ACTIVITY: Each record below has to be printed verbatim.

SOURCE DATA:
____

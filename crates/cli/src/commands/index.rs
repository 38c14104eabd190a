//! Index command handler.

use arag_core::{config::AppConfig, AppResult};
use clap::{Args, Subcommand};

use super::{print_json, Services};

/// Inspect or clear the evidence index
#[derive(Args, Debug)]
pub struct IndexCommand {
    #[command(subcommand)]
    pub action: IndexAction,
}

#[derive(Subcommand, Debug)]
pub enum IndexAction {
    /// Show index statistics
    Stats {
        /// Output as JSON
        #[arg(long)]
        json: bool,
    },
    /// List the topics the router sees
    Topics {
        /// Output as JSON
        #[arg(long)]
        json: bool,
    },
    /// Remove every segment and topic
    Reset,
}

impl IndexCommand {
    pub async fn execute(&self, config: &AppConfig) -> AppResult<()> {
        let services = Services::open(config).await?;
        let store = &services.store;

        match &self.action {
            IndexAction::Stats { json } => {
                let stats = store.stats().await?;
                if *json {
                    return print_json(&stats);
                }
                println!("Evidence index: {:?}", store.db_path());
                println!("  Documents: {}", stats.documents);
                println!("  Segments: {}", stats.chunks);
                println!("  Topics: {}", stats.topics);
                println!("  DB size: {} bytes", stats.db_size_bytes);
                if let Some(last) = stats.last_ingested_at {
                    println!("  Last ingest: {}", last);
                }
            }
            IndexAction::Topics { json } => {
                let topics = store.topics();
                if *json {
                    return print_json(&topics);
                }
                if topics.is_empty() {
                    println!("No topics yet. Use 'arag ingest' to add documents.");
                }
                for topic in topics {
                    println!("{}", topic);
                }
            }
            IndexAction::Reset => {
                store.reset().await?;
                println!("Evidence index cleared");
            }
        }

        Ok(())
    }
}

____

RESULT:
filename crates/cli/src/commands/index.rs
repository 38c14104eabd190a
//! Index command handler.

use arag_core::{config::AppConfig, AppResult};
use clap::{Args, Subcommand};

use super::{print_json, Services};

/// Inspect or clear the evidence index
#[derive(Args, Debug)]
pub struct IndexCommand {
    #[command(subcommand)]
    pub action: IndexAction,
}

#[derive(Subcommand, Debug)]
pub enum IndexAction {
    /// Show index statistics
    Stats {
        /// Output as JSON
        #[arg(long)]
        json: bool,
    },
    /// List the topics the router sees
    Topics {
        /// Output as JSON
        #[arg(long)]
        json: bool,
    },
    /// Remove every segment and topic
    Reset,
}

impl IndexCommand {
    pub async fn execute(&self, config: &AppConfig) -> AppResult<()> {
        let services = Services::open(config).await?;
        let store = &services.store;

        match &self.action {
            IndexAction::Stats { json } => {
                let stats = store.stats().await?;
                if *json {
                    return print_json(&stats);
                }
                println!("Evidence index: {:?}", store.db_path());
                println!("  Documents: {}", stats.documents);
                println!("  Segments: {}", stats.chunks);
                println!("  Topics: {}", stats.topics);
                println!("  DB size: {} bytes", stats.db_size_bytes);
                if let Some(last) = stats.last_ingested_at {
                    println!("  Last ingest: {}", last);
                }
            }
            IndexAction::Topics { json } => {
                let topics = store.topics();
                if *json {
                    return print_json(&topics);
                }
                if topics.is_empty() {
                    println!("No topics yet. Use 'arag ingest' to add documents.");
                }
                for topic in topics {
                    println!("{}", topic);
                }
            }
            IndexAction::Reset => {
                store.reset().await?;
                println!("Evidence index cleared");
            }
        }

        Ok(())
    }
}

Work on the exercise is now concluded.